Just a few hours before the Toronto Raptors were scheduled to play the Washington Wizards on Oct. 20, the team’s public relations department sent out an intriguing injury update.
“Out: Rest – Kawhi Leonard, load management.”
Wait, “load management?” Was this just some fancy way of saying Leonard needed some rest?
The Oct. 20 game would be Toronto’s first time playing the second game of a back-to-back. Since then, “load management” has become one of the defining terms of the Raptors 2018-19 season, with Leonard sitting out 12 additional games under the designation. Additionally, Leonard hasn’t played in both ends of a back-to-back all year, resulting in him having played just 59 of a possible 81 games, heading into Tuesday night’s regular-season finale against the Minnesota Timberwolves.
But when you factor in how effective he’s been when he’s been on the court, it’s hard to argue with the results to date.
So what exactly is load management?
According to an IOC Consensus statement on load management published in the British Journal of Sports Medicine in 2016, “the aim of load management is to optimally configure training, competition and other load to maximise adaptation and performance with a minimal risk of injury. Load management therefore comprises the appropriate prescription, monitoring and adjustment of external and internal loads.”
In other words, load management isn’t just about minimizing injury risk in a player. It’s about optimizing that player’s effectiveness over the long-term.
As it relates to Leonard and the Raptors, it’s important to remember Leonard played just nine games last season due to a quad injury and an alleged breakdown in trust between he and the San Antonio Spurs over his rehabilitation.
So when the Raptors traded for the two-time defensive player of the year last summer, building trust with Leonard and managing his health became a top priority for the team. Not only to keep him happy and help the team’s chances to re-sign him when he becomes a free agent this summer, but to keep him on the floor for what the Raptors hope will be a deep playoff beginning this weekend.
As far as the NBA league office is concerned, “load management” is as legitimate a reason to miss a game as a sprained ankle or a back spasm.

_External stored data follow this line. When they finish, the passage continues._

use clap::{Parser, Subcommand};
use gs_app::{
    AppError, AppResult, RunOptions, RunProgressEvent, RunStage, run_parallel, run_scenario,
    validate_scenario,
};
use gs_models::ModelFactory;
use gs_results::RunRecord;
use std::io::{self, Write};
use std::path::{Path, PathBuf};
use tracing_subscriber::EnvFilter;

#[derive(Parser)]
#[command(name = "gs-cli")]
#[command(about = "gridsim CLI - co-simulation of power system components", long_about = None)]
struct Cli {
    /// Raise log verbosity (-v debug, -vv trace); RUST_LOG takes precedence
    #[arg(short, long, action = clap::ArgAction::Count, global = true)]
    verbose: u8,

    /// Print run records as JSON lines
    #[arg(long, global = true)]
    json: bool,

    #[command(subcommand)]
    command: Commands,
}

#[derive(Subcommand)]
enum Commands {
    /// Validate a scenario file without running it
    Validate {
        /// Path to the scenario YAML file
        config: PathBuf,
    },
    /// Run a single scenario
    Run {
        /// Path to the scenario YAML file
        config: PathBuf,
        /// Output CSV file (defaults to <config stem>.csv)
        #[arg(short, long)]
        output: Option<PathBuf>,
    },
    /// Expand list parameters into variants and run them in parallel
    RunParallel {
        /// Path to the scenario YAML file
        config: PathBuf,
        /// Output CSV base path; variant N writes <stem>_N.<ext>
        #[arg(short, long)]
        output: Option<PathBuf>,
        /// Worker threads (defaults to the scenario's batch.workers, then CPU count)
        #[arg(long)]
        workers: Option<usize>,
    },
}

fn init_tracing(verbose: u8) {
    let default = match verbose {
        0 => "warn",
        1 => "info",
        2 => "debug",
        _ => "trace",
    };
    let filter = EnvFilter::try_from_default_env().unwrap_or_else(|_| EnvFilter::new(default));
    tracing_subscriber::fmt()
        .with_env_filter(filter)
        .with_writer(io::stderr)
        .init();
}

fn main() -> AppResult<()> {
    let cli = Cli::parse();
    init_tracing(cli.verbose);
    let factory = ModelFactory::with_builtins();

    match cli.command {
        Commands::Validate { config } => cmd_validate(&config, &factory),
        Commands::Run { config, output } => cmd_run(&config, output, &factory, cli.json),
        Commands::RunParallel {
            config,
            output,
            workers,
        } => cmd_run_parallel(&config, output, workers, &factory, cli.json),
    }
}

fn default_output(config: &Path) -> PathBuf {
    let stem = config
        .file_stem()
        .map(|s| s.to_string_lossy().into_owned())
        .unwrap_or_else(|| "results".to_string());
    PathBuf::from(format!("{stem}.csv"))
}

fn cmd_validate(config: &Path, factory: &ModelFactory) -> AppResult<()> {
    println!("Validating scenario: {}", config.display());
    let summary = validate_scenario(config, factory)?;
    println!(
        "  {} - {} models, {} connections, {} async requests, {} monitored, {} ticks",
        summary.name,
        summary.models,
        summary.edges,
        summary.async_requests,
        summary.monitored,
        summary.ticks
    );
    if summary.variants > 1 {
        println!("  expands to {} variants", summary.variants);
    }
    println!("✓ Scenario is valid");
    Ok(())
}

fn cmd_run(
    config: &Path,
    output: Option<PathBuf>,
    factory: &ModelFactory,
    json: bool,
) -> AppResult<()> {
    let options = RunOptions {
        output: Some(output.unwrap_or_else(|| default_output(config))),
        workers: None,
    };
    if !json {
        println!("Running scenario: {}", config.display());
    }
    let mut render = render_cli_progress;
    let progress: Option<&mut dyn FnMut(RunProgressEvent)> =
        if json { None } else { Some(&mut render) };
    let record = run_scenario(config, factory, &options, progress)?;
    if !json {
        clear_progress_line();
    }

    print_record(&record, json)?;
    if !json {
        println!("✓ Simulation completed");
    }
    Ok(())
}

fn cmd_run_parallel(
    config: &Path,
    output: Option<PathBuf>,
    workers: Option<usize>,
    factory: &ModelFactory,
    json: bool,
) -> AppResult<()> {
    let options = RunOptions {
        output: Some(output.unwrap_or_else(|| default_output(config))),
        workers,
    };
    if !json {
        println!("Running scenario variants: {}", config.display());
    }
    let mut render = render_cli_progress;
    let progress: Option<&mut dyn FnMut(RunProgressEvent)> =
        if json { None } else { Some(&mut render) };
    let result = run_parallel(config, factory, &options, progress);
    if !json {
        clear_progress_line();
    }

    let records = result?;
    for record in &records {
        print_record(record, json)?;
    }
    if !json {
        println!("✓ {} variants completed", records.len());
    }
    Ok(())
}

fn print_record(record: &RunRecord, json: bool) -> AppResult<()> {
    if json {
        let line = record
            .to_json()
            .map_err(|e| AppError::Results(e.to_string()))?;
        println!("{line}");
        return Ok(());
    }

    let label = match record.variant {
        Some(id) => format!("variant {id}"),
        None => record.scenario.clone(),
    };
    print!("  {label}: {} ticks, {} steps", record.ticks, record.steps);
    if let Some(path) = &record.output {
        print!(" -> {}", path.display());
    }
    println!();
    for (field, value) in &record.assignments {
        println!("      {field} = {value}");
    }
    Ok(())
}

fn render_cli_progress(event: RunProgressEvent) {
    let stage = match event.stage {
        RunStage::LoadingScenario => "Loading scenario",
        RunStage::Simulating => "Simulating",
        RunStage::ExpandingVariants => "Expanding variants",
        RunStage::RunningBatch => "Running batch",
        RunStage::Completed => "Completed",
    };
    let mut line = format!("[{:>6.2}s] {stage}", event.elapsed_wall_s);
    if let Some(message) = &event.message {
        line.push_str(&format!(" ({message})"));
    }
    print!("\r{line:<72}");
    let _ = io::stdout().flush();
}

fn clear_progress_line() {
    print!("\r{:<72}\r", "");
    let _ = io::stdout().flush();
}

“In certain cases, load management – a common phrase in the sports medicine community – is an accepted term under the league’s injury reporting and player resting policies,” the NBA told Sportsnet via email.
In order to get permission to sit Leonard — or anyone else for that matter — for load management reasons, Toronto must first provide medical documentation to the league. It should also be noted that not all requests are necessarily granted.
“Teams must contact the League Office when they are considering sitting a player in circumstances that might violate the Player Resting Policy,” the league said in an email to Sportsnet. “In limited circumstances, load management may provide a legitimate basis for a team not to play a player without violating the Player Resting Policy including, for example, a player who plays in most games but is restricted from playing in back-to-back games or in other unusual circumstances for legitimate medical reasons that have been documented and shared with the League Office.
“Based on this review process, a player’s health or injury history may impact the application of the Player Resting Policy and/or the explanation associated with that player’s participation status in a particular game.”
Prior to the start of the 2017-18 season, the league enacted The Player Resting Policy, to help address a growing trend of otherwise healthy star players sitting out nationally televised games.
Doug Richards, medical director of the MacIntosh Sport Medicine Clinic at the University of Toronto, said research shows that when it comes to load management, the key to avoiding injury and optimizing performance has more to do with managing the pace of workload buildups, than the amount of work itself.
“What people have shown is the probability of injury is more related to your acute-to-chronic workload ratio then it is by the total amount of workload that you do,” Richards explained. “In other words, people can achieve very high levels of workload if they build up to it slowly and sustain it.”
The specifics of a load management program can vary wildly depending on the athlete and their sport, especially when dealing with a pre-existing injury.
“If someone’s got an injury, load management becomes a different thing because then it’s not about building up slowly,” said Richards. “They reach a certain limit where if they play more than 150 minutes a week of basketball, their knee swells up and it’s a problem. So you’ve gotta keep them under that.
“In general, if someone has an injury, an underlying chronic injury that is incurable, then you get the most out of them by managing their minutes by not letting them get to their threshold triggers for their injuries.”
It’s unknown if the load management the Raptors have been placing Leonard under this season has to do with a pre-existing injury or if they have just been building him up to be at his absolute best for the playoffs.
And while it’s presumed the load management program Leonard has been operating under all season is designed to have him available for every playoff game, if this season has taught us anything it’s that when it comes to Kawhi Leonard’s playing time, we should assume nothing.